> [Task prompt]
From the records that follow, give the number of lines that include the word "TcpStream", with no further words.

Collected data
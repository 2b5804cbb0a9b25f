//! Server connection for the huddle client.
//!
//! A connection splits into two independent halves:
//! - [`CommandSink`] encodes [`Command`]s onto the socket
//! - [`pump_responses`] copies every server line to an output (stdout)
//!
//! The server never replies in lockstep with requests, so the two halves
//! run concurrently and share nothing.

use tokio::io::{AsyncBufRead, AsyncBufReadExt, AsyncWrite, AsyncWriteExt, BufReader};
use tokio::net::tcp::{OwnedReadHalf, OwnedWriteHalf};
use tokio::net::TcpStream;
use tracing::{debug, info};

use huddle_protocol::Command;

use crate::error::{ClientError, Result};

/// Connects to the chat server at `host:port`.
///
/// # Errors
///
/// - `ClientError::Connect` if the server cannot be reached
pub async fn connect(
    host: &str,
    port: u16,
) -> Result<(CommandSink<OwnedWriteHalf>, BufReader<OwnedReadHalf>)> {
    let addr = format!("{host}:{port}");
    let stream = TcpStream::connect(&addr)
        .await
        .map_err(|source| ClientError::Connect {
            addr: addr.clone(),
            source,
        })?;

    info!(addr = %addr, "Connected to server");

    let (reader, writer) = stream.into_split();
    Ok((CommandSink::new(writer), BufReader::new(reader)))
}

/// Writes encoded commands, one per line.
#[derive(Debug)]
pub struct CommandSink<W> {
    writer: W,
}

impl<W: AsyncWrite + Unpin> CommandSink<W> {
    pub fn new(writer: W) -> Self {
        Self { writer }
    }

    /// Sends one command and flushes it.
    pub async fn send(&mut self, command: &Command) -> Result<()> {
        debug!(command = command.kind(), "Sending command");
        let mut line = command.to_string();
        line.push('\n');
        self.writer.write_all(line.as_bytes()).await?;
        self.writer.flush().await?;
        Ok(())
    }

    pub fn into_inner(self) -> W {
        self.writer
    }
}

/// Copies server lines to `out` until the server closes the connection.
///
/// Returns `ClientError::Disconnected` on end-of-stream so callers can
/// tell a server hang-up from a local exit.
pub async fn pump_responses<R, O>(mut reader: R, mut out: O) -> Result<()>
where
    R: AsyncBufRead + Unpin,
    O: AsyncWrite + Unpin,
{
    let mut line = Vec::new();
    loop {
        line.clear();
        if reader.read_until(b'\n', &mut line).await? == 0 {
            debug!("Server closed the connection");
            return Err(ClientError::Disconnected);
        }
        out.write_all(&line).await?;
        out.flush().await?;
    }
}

* * *

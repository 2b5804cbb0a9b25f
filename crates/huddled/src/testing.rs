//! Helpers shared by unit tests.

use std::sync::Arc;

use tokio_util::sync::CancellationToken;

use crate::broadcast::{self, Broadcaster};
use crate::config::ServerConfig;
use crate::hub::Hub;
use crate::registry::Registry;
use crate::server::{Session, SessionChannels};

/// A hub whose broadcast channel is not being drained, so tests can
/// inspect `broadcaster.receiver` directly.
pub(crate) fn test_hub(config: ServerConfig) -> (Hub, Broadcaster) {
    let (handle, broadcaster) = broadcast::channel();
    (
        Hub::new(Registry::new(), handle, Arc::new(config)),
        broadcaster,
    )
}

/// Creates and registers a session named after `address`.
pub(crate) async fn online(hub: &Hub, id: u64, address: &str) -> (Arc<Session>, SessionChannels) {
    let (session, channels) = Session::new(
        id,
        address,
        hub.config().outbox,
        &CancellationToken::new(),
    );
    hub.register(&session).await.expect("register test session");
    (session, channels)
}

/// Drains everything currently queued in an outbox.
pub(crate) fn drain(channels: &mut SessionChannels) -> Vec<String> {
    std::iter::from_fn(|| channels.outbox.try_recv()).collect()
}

> [Response for this exercise]
2